--- Goal of the exercise ---
Please repeat the lines below exactly. Begin with the line containing "return Err(ScriptError::ScriptEmpty);" and go on through the line containing "return the end of".

--- Records excerpted from a collection ---

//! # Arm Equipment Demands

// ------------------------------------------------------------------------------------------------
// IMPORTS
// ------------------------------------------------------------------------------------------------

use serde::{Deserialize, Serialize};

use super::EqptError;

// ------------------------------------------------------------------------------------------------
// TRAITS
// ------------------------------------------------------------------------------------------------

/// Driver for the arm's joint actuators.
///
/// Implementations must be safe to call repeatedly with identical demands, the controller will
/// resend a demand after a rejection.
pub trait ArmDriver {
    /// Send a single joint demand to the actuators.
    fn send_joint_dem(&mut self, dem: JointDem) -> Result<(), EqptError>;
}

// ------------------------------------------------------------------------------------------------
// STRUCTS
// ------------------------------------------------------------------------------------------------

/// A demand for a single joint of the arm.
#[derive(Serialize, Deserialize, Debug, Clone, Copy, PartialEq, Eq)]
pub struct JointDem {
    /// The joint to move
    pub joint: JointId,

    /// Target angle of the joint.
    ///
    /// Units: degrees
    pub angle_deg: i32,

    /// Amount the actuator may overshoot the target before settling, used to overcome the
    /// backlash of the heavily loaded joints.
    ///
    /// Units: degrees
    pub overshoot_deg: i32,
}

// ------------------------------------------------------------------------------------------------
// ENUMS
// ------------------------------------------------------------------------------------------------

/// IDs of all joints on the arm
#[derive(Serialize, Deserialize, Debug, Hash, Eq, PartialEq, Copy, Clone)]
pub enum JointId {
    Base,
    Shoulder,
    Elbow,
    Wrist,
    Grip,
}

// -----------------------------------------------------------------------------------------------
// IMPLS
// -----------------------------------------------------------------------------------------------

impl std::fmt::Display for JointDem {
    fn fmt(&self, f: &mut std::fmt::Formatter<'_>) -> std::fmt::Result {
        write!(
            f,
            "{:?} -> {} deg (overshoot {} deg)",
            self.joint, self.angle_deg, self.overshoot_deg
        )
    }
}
...
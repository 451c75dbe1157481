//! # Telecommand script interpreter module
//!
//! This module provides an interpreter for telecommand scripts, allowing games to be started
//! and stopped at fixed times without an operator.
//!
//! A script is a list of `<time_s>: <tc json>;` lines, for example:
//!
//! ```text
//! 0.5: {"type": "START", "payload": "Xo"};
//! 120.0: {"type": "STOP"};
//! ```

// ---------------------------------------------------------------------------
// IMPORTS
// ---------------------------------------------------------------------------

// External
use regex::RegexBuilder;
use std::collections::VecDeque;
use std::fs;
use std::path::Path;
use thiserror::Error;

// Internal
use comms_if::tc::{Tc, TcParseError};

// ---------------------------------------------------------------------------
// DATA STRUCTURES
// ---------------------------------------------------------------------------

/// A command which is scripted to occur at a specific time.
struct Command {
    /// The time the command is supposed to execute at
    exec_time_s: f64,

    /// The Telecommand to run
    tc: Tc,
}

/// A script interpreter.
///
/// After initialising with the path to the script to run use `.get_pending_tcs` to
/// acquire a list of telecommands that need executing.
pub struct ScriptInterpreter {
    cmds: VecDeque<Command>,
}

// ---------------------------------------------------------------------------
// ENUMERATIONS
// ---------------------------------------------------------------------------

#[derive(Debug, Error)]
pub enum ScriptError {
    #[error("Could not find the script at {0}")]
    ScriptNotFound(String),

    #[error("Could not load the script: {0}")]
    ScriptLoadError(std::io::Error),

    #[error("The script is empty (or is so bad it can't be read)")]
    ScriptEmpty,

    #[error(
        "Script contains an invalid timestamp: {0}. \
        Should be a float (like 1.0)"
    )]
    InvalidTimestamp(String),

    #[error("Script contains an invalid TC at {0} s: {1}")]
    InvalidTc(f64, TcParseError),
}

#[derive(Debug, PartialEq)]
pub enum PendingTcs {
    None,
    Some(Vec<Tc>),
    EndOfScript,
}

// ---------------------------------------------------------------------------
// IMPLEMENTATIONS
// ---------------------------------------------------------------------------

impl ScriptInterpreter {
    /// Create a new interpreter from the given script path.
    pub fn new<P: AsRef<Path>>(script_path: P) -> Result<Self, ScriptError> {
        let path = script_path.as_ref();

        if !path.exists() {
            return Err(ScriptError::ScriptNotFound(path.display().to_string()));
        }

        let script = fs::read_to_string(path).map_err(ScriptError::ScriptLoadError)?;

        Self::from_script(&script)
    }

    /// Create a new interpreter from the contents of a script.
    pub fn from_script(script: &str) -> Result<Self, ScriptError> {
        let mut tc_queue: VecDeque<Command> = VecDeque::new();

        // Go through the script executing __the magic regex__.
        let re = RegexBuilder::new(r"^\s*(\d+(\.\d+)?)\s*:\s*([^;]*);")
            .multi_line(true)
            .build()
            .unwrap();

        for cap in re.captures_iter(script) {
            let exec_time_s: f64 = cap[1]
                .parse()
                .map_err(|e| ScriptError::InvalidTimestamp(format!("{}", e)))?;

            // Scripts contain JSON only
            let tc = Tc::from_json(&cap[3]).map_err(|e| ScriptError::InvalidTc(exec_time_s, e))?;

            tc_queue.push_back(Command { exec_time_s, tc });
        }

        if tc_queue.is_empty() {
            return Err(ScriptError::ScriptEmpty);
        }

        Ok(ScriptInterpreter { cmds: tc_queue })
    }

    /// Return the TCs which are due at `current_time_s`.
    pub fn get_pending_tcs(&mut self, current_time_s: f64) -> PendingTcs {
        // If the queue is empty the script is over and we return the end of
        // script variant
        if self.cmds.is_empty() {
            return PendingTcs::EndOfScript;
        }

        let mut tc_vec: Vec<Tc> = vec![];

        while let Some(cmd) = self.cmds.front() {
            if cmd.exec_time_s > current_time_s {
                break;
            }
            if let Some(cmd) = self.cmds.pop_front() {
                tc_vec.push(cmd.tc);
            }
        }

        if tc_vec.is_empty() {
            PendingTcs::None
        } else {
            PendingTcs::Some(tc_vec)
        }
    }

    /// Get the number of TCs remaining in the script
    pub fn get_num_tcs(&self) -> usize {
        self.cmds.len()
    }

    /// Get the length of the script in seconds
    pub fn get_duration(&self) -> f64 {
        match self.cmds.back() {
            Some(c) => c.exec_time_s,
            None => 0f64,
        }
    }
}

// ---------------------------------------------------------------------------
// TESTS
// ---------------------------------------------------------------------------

--- Completed task ---
            return Err(ScriptError::ScriptEmpty);
        }

        Ok(ScriptInterpreter { cmds: tc_queue })
    }

    /// Return the TCs which are due at `current_time_s`.
    pub fn get_pending_tcs(&mut self, current_time_s: f64) -> PendingTcs {
        // If the queue is empty the script is over and we return the end of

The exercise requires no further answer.